Genetics of cancer
CANCER: A GENETIC DISEASE:
Mutations in genes that control cell growth and division are responsible for cancer.
Cancers arise when critical genes are mutated. These mutations can cause biochemical processes to go away and lead to the unregulated proliferation of cells. ‘Without regulation, cancer cells divide ceaselessly, piling up on top of each other to form tumors. When cells detach from a tumor and invade the surrounding tissues, the tumor is malignant.
The Many Forms of Cancer
Cancer is not a single disease, but rather a group of diseases. Cancers can originate in many different tissues of the body. Some grow aggressively, others more slowly.
Cell Cycle
•The cell cycle consists of periods of growth, DNA synthesis, and division. The length of this cycle and the duration of each of its components are controlled by external and internal chemical signals. The transition from each phase of the cycle requires the integration of specific chemical signals and precise responses to these signals. If the signals are incorrectly sensed or if the cell is not properly prepared to respond, the cell could become cancerous.
•The current view of cell-cycle control is that transitions between different phases of the cycle (G1, S, G2, and M) are regulated at “checkpoints.” A checkpoint is a mechanism that halts progression through the cycle until a critical process such as DNA synthesis is completed, or until damaged DNA is repaired. Two types of proteins are known to play especially critical roles: the cyclins and the cyclin dependent kinases, (CDKs). Complexes formed between the cyclins and the CDKs cause the cell cycle to progress.
•The cyclins enable the CDKs to carry out their function by forming cyclin/CDK complexes. When the cyclins are absent, these complexes cannot form, and the CDKs are inactive. Cell cycling therefore requires the alternate formation and degradation of cyclin/CDK complexes.
•One of the most important cell-cycle checkpoints, called START is in mid-G1 . The cell receives both external and internal signals at this checkpoint to determine when it is appropriate to move into the S phase. This checkpoint is regulated by D-type cyclins in conjunction with CDK4. If a cell is driven past the START checkpoint by the cyclin D/CDK4 complex, it becomes committed to another round of DNA replication. Inhibitory proteins with the capability of sensing problems in the late G1 phase, such as low levels of nutrients or DNA damage, can put a brake on the cyclin/CDK complex and prevent the cell from entering the S phase.
•In tumor cells, checkpoints in the cell cycle are typically deregulated. This deregulation is due to genetic defects in the machinery that alternately raise and lower the abundance of the cydin/CDK complexes. For example, the genes encoding the cyclins or the CDKs may be mutated, or the genes encoding the proteins that respond to specific cyclin/CDK complexes or that regulate the abundance of these complexes may be mutated. Many different types of genetic defects can deregulate the cell cycle, with the ultimate consequence that the cells may become cancerous.

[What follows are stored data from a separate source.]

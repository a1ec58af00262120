//! In-process ledger: token books, pools, a position manager and a router.

mod core_pool;
mod erc20;
mod position_manager;
mod tick;

use crate::error::{LedgerError, LedgerResult};
use crate::{
    Address, Ledger, LiquidityChange, MintOutcome, OpenPosition, PoolSlot, PositionState,
    SwapRequest,
};
use core_pool::CorePool;
use erc20::Erc20;
use position_manager::ManagedPosition;
use primitive_types::U256;
use std::collections::BTreeMap;
use tracing::{debug, info};
use unisim_domain::error::DomainError;
use unisim_domain::fees::spacing_for_fee;
use unisim_domain::math::liquidity_math::liquidity_for_amounts;
use unisim_domain::math::tick_math::get_sqrt_ratio_at_tick;
use unisim_domain::position::PositionId;

/// Seed of the address generator when none is given.
pub const DEFAULT_ADDRESS_SEED: u64 = 0x756e_6973_696d;

/// Ledger state held entirely in memory.
///
/// Addresses are drawn from a seeded splitmix64 stream, so two ledgers built
/// with the same seed and the same call sequence hand out the same
/// identities, and token order in a pair does not follow deploy order.
#[derive(Debug, Clone)]
pub struct InMemoryLedger {
    address_state: u64,
    tokens: BTreeMap<Address, Erc20>,
    pools: BTreeMap<Address, CorePool>,
    pool_keys: BTreeMap<(Address, Address, u32), Address>,
    positions: BTreeMap<PositionId, ManagedPosition>,
    next_position_id: PositionId,
    position_manager: Address,
    router: Address,
}

impl Default for InMemoryLedger {
    fn default() -> Self {
        Self::with_seed(DEFAULT_ADDRESS_SEED)
    }
}

impl InMemoryLedger {
    pub fn new() -> Self {
        Self::default()
    }

    pub fn with_seed(seed: u64) -> Self {
        let mut ledger = Self {
            address_state: seed,
            tokens: BTreeMap::new(),
            pools: BTreeMap::new(),
            pool_keys: BTreeMap::new(),
            positions: BTreeMap::new(),
            next_position_id: 1,
            position_manager: Address::zero(),
            router: Address::zero(),
        };
        ledger.position_manager = ledger.next_address();
        ledger.router = ledger.next_address();
        ledger
    }

    /// Number of positions opened so far.
    pub fn position_count(&self) -> usize {
        self.positions.len()
    }

    fn next_address(&mut self) -> Address {
        let mut bytes = [0u8; 20];
        for chunk in bytes.chunks_mut(8) {
            self.address_state = self.address_state.wrapping_add(0x9e37_79b9_7f4a_7c15);
            let mut z = self.address_state;
            z = (z ^ (z >> 30)).wrapping_mul(0xbf58_476d_1ce4_e5b9);
            z = (z ^ (z >> 27)).wrapping_mul(0x94d0_49bb_1331_11eb);
            z ^= z >> 31;
            let len = chunk.len();
            chunk.copy_from_slice(&z.to_be_bytes()[..len]);
        }
        Address::from(bytes)
    }

    fn token(&self, token: Address) -> LedgerResult<&Erc20> {
        self.tokens
            .get(&token)
            .ok_or(LedgerError::UnknownToken(token))
    }

    fn token_mut(&mut self, token: Address) -> LedgerResult<&mut Erc20> {
        self.tokens
            .get_mut(&token)
            .ok_or(LedgerError::UnknownToken(token))
    }

    fn pool(&self, pool: Address) -> LedgerResult<&CorePool> {
        self.pools
            .get(&pool)
            .ok_or(LedgerError::UnknownPoolAddress(pool))
    }

    fn pool_for(&self, token0: Address, token1: Address, fee: u32) -> LedgerResult<&CorePool> {
        self.pool_keys
            .get(&(token0, token1, fee))
            .and_then(|address| self.pools.get(address))
            .ok_or(LedgerError::UnknownPool {
                token0,
                token1,
                fee,
            })
    }

    fn managed(&self, id: PositionId) -> LedgerResult<&ManagedPosition> {
        self.positions
            .get(&id)
            .ok_or(LedgerError::UnknownPosition(id))
    }

    /// Pulls `amount0`/`amount1` from `payer` into `pool` through `spender`.
    /// Both legs are checked before either moves.
    fn pull_pair(
        &mut self,
        pool: &CorePool,
        payer: Address,
        spender: Address,
        amount0: U256,
        amount1: U256,
    ) -> LedgerResult<()> {
        self.token(pool.token0)?
            .ensure_spendable(payer, spender, amount0)?;
        self.token(pool.token1)?
            .ensure_spendable(payer, spender, amount1)?;
        self.token_mut(pool.token0)?
            .transfer_from(spender, payer, pool.address, amount0)?;
        self.token_mut(pool.token1)?
            .transfer_from(spender, payer, pool.address, amount1)
    }

    /// Adds liquidity for amounts to a copy of `pool` and reports the
    /// liquidity and token amounts the change costs.
    fn add_liquidity(
        &self,
        mut pool: CorePool,
        tick_lower: i32,
        tick_upper: i32,
        amount0_desired: U256,
        amount1_desired: U256,
    ) -> LedgerResult<(CorePool, LiquidityChange)> {
        pool.check_ticks(tick_lower, tick_upper)?;
        let liquidity = liquidity_for_amounts(
            pool.sqrt_price_x96,
            get_sqrt_ratio_at_tick(tick_lower)?,
            get_sqrt_ratio_at_tick(tick_upper)?,
            amount0_desired,
            amount1_desired,
        )?;
        if liquidity == 0 {
            return Err(LedgerError::ZeroLiquidity);
        }
        let delta = i128::try_from(liquidity).map_err(|_| DomainError::Overflow)?;
        let (amount0, amount1) =
            pool.modify_position(self.position_manager, tick_lower, tick_upper, delta)?;
        Ok((
            pool,
            LiquidityChange {
                liquidity,
                amount0,
                amount1,
            },
        ))
    }
}

impl Ledger for InMemoryLedger {
    fn create_account(&mut self) -> Address {
        self.next_address()
    }

    fn deploy_token(&mut self, symbol: &str, caller: Address) -> LedgerResult<Address> {
        let address = self.next_address();
        self.tokens
            .insert(address, Erc20::new(address, symbol, caller));
        debug!(token = ?address, symbol, "deployed token");
        Ok(address)
    }

    fn rename_token(&mut self, token: Address, symbol: &str, caller: Address) -> LedgerResult<()> {
        let erc20 = self.token_mut(token)?;
        if erc20.deployer != caller {
            return Err(LedgerError::NotDeployer { token, caller });
        }
        debug!(token = ?token, from = %erc20.symbol, to = symbol, "renamed token");
        erc20.symbol = symbol.to_string();
        Ok(())
    }

    fn symbol(&self, token: Address) -> LedgerResult<String> {
        Ok(self.token(token)?.symbol.clone())
    }

    fn mint(&mut self, token: Address, to: Address, amount: U256) -> LedgerResult<()> {
        self.token_mut(token)?.mint(to, amount)
    }

    fn burn(&mut self, token: Address, from: Address, amount: U256) -> LedgerResult<()> {
        self.token_mut(token)?.burn(from, amount)
    }

    fn balance_of(&self, token: Address, owner: Address) -> LedgerResult<U256> {
        Ok(self.token(token)?.balance_of(owner))
    }

    fn approve(
        &mut self,
        token: Address,
        owner: Address,
        spender: Address,
        amount: U256,
    ) -> LedgerResult<()> {
        self.token_mut(token)?.approve(owner, spender, amount);
        Ok(())
    }

    fn allowance(&self, token: Address, owner: Address, spender: Address) -> LedgerResult<U256> {
        Ok(self.token(token)?.allowance(owner, spender))
    }

    fn position_manager(&self) -> Address {
        self.position_manager
    }

    fn router(&self) -> Address {
        self.router
    }

    fn create_pool(
        &mut self,
        token0: Address,
        token1: Address,
        fee: u32,
        sqrt_price_x96: U256,
        caller: Address,
    ) -> LedgerResult<Address> {
        self.token(token0)?;
        self.token(token1)?;
        if token0 >= token1 {
            return Err(LedgerError::UnsortedTokens);
        }
        let tick_spacing = spacing_for_fee(fee)?;
        if let Some(existing) = self.pool_keys.get(&(token0, token1, fee)) {
            return Err(LedgerError::PoolExists(*existing));
        }

        let address = self.next_address();
        let pool = CorePool::new(address, token0, token1, fee, tick_spacing, sqrt_price_x96)?;
        info!(
            pool = ?address,
            deployer = ?caller,
            fee,
            tick = pool.tick,
            "created pool"
        );
        self.pool_keys.insert((token0, token1, fee), address);
        self.pools.insert(address, pool);
        Ok(address)
    }

    fn pool_state(&self, pool: Address) -> LedgerResult<PoolSlot> {
        Ok(self.pool(pool)?.slot())
    }

    fn open_position(&mut self, params: OpenPosition, caller: Address) -> LedgerResult<MintOutcome> {
        let pool = self
            .pool_for(params.token0, params.token1, params.fee)?
            .clone();
        let (pool, change) = self.add_liquidity(
            pool,
            params.tick_lower,
            params.tick_upper,
            params.amount0_desired,
            params.amount1_desired,
        )?;
        self.pull_pair(&pool, caller, self.position_manager, change.amount0, change.amount1)?;

        let mut position = ManagedPosition {
            owner: params.recipient,
            pool: pool.address,
            tick_lower: params.tick_lower,
            tick_upper: params.tick_upper,
            liquidity: 0,
            fee_growth_inside0_last_x128: U256::zero(),
            fee_growth_inside1_last_x128: U256::zero(),
            tokens_owed0: U256::zero(),
            tokens_owed1: U256::zero(),
        };
        position.accrue_fees(&pool, self.position_manager)?;
        position.liquidity = change.liquidity;

        let id = self.next_position_id;
        self.next_position_id += 1;
        debug!(
            id,
            owner = ?params.recipient,
            tick_lower = params.tick_lower,
            tick_upper = params.tick_upper,
            liquidity = change.liquidity,
            "opened position"
        );
        self.positions.insert(id, position);
        self.pools.insert(pool.address, pool);

        Ok(MintOutcome {
            id,
            liquidity: change.liquidity,
            amount0: change.amount0,
            amount1: change.amount1,
        })
    }

    fn increase_position(
        &mut self,
        id: PositionId,
        amount0_desired: U256,
        amount1_desired: U256,
        caller: Address,
    ) -> LedgerResult<LiquidityChange> {
        let mut position = self.managed(id)?.clone();
        position.ensure_owner(id, caller)?;
        let pool = self.pool(position.pool)?.clone();

        let (pool, change) = self.add_liquidity(
            pool,
            position.tick_lower,
            position.tick_upper,
            amount0_desired,
            amount1_desired,
        )?;
        self.pull_pair(&pool, caller, self.position_manager, change.amount0, change.amount1)?;

        position.accrue_fees(&pool, self.position_manager)?;
        position.liquidity = position
            .liquidity
            .checked_add(change.liquidity)
            .ok_or(DomainError::Overflow)?;
        debug!(id, added = change.liquidity, total = position.liquidity, "increased position");

        self.positions.insert(id, position);
        self.pools.insert(pool.address, pool);
        Ok(change)
    }

    fn decrease_position(
        &mut self,
        id: PositionId,
        liquidity: u128,
        caller: Address,
    ) -> LedgerResult<(U256, U256)> {
        let mut position = self.managed(id)?.clone();
        position.ensure_owner(id, caller)?;
        if liquidity == 0 {
            return Err(LedgerError::ZeroLiquidity);
        }
        if liquidity > position.liquidity {
            return Err(DomainError::LiquidityUnderflow.into());
        }

        let mut pool = self.pool(position.pool)?.clone();
        let delta = i128::try_from(liquidity).map_err(|_| DomainError::Overflow)?;
        let (amount0, amount1) = pool.modify_position(
            self.position_manager,
            position.tick_lower,
            position.tick_upper,
            -delta,
        )?;

        position.accrue_fees(&pool, self.position_manager)?;
        position.tokens_owed0 = position.tokens_owed0.overflowing_add(amount0).0;
        position.tokens_owed1 = position.tokens_owed1.overflowing_add(amount1).0;
        position.liquidity -= liquidity;
        debug!(id, removed = liquidity, remaining = position.liquidity, "decreased position");

        self.positions.insert(id, position);
        self.pools.insert(pool.address, pool);
        Ok((amount0, amount1))
    }

    fn collect_owed(
        &mut self,
        id: PositionId,
        recipient: Address,
        caller: Address,
    ) -> LedgerResult<(U256, U256)> {
        let mut position = self.managed(id)?.clone();
        position.ensure_owner(id, caller)?;
        let mut pool = self.pool(position.pool)?.clone();

        if position.liquidity > 0 {
            pool.poke(self.position_manager, position.tick_lower, position.tick_upper)?;
            position.accrue_fees(&pool, self.position_manager)?;
        }
        let (amount0, amount1) = pool.collect(
            self.position_manager,
            position.tick_lower,
            position.tick_upper,
            position.tokens_owed0,
            position.tokens_owed1,
        );

        self.token(pool.token0)?.ensure_balance(pool.address, amount0)?;
        self.token(pool.token1)?.ensure_balance(pool.address, amount1)?;
        self.token_mut(pool.token0)?
            .transfer(pool.address, recipient, amount0)?;
        self.token_mut(pool.token1)?
            .transfer(pool.address, recipient, amount1)?;

        position.tokens_owed0 -= amount0;
        position.tokens_owed1 -= amount1;
        debug!(id, recipient = ?recipient, %amount0, %amount1, "collected");

        self.positions.insert(id, position);
        self.pools.insert(pool.address, pool);
        Ok((amount0, amount1))
    }

    fn position_state(&self, id: PositionId) -> LedgerResult<PositionState> {
        let position = self.managed(id)?;
        Ok(position.state(self.pool(position.pool)?))
    }

    fn swap_exact_in(&mut self, request: SwapRequest, caller: Address) -> LedgerResult<U256> {
        if request.token_in == request.token_out {
            return Err(LedgerError::UnsortedTokens);
        }
        let zero_for_one = request.token_in < request.token_out;
        let (token0, token1) = if zero_for_one {
            (request.token_in, request.token_out)
        } else {
            (request.token_out, request.token_in)
        };
        let mut pool = self.pool_for(token0, token1, request.fee)?.clone();
        let result = pool.swap(zero_for_one, request.amount_in)?;

        self.token(request.token_in)?
            .ensure_spendable(caller, self.router, result.amount_in)?;
        self.token(request.token_out)?
            .ensure_balance(pool.address, result.amount_out)?;
        let router = self.router;
        self.token_mut(request.token_in)?
            .transfer_from(router, caller, pool.address, result.amount_in)?;
        self.token_mut(request.token_out)?
            .transfer(pool.address, request.recipient, result.amount_out)?;

        debug!(
            pool = ?pool.address,
            zero_for_one,
            amount_in = %result.amount_in,
            amount_out = %result.amount_out,
            tick = pool.tick,
            "swapped"
        );
        self.pools.insert(pool.address, pool);
        Ok(result.amount_out)
    }
}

•Cells in which the START checkpoint is dysfunctional are especially prone to become cancerous.
Cancer and Programmed Cell Death
•Cell death is part of the normal developmental program in this animal—and in others too, for we know, for example, that during the development of the hands and feet of many vertebrates, the cells that lie between the developing digits must die; if they do not, the digits remain fused. Programmed cell death is therefore a fundamental and widespread phenomenon among animals. If a cell with an abnormal ability to replicate is killed, it cannot multiply to form a potentially dangerous tumor. Thus, programmed cell death is an important check against renegade cells that could otherwise proliferate uncontrollably in an organism.-
A Genetic Basis for Cancer
•First: When cancer cells are grown in culture, their descendants are all cancerous indicating that cancer has a genetic basis. Second, it was known that certain types of viruses can induce the formation of tumors in experimental animals. The induction of cancer by viruses implies that the proteins encoded by viral genes are involved in the production of the cancer state. Third, it was known that cancer can be induced by agents capable of causing mutations. Mutagenic chemicals and ionizing radiation had been shown to induce tumors in experimental animals. Fourth, it was known that certain types of cancer tend to run in families. In particular, susceptibility to retinoblastoma, rare cancer of the eye, and susceptibility to some forms of colon cancer appeared to be inherited as simple dominant conditions albeit with incomplete penetrance and variable expressivity cause susceptibility to these special types of cancer.
•Finally, it was known that certain types of white blood cell cancers (leukemia and lymphomas) are associated with particular chromosomal aberrations. Cancer researchers have identified two broad classes of genes that, when mutated, can contribute to the development of a cancer state. In one of these classes, mutant genes actively promote cell division; in the other class, mutant genes fail to repress cell division.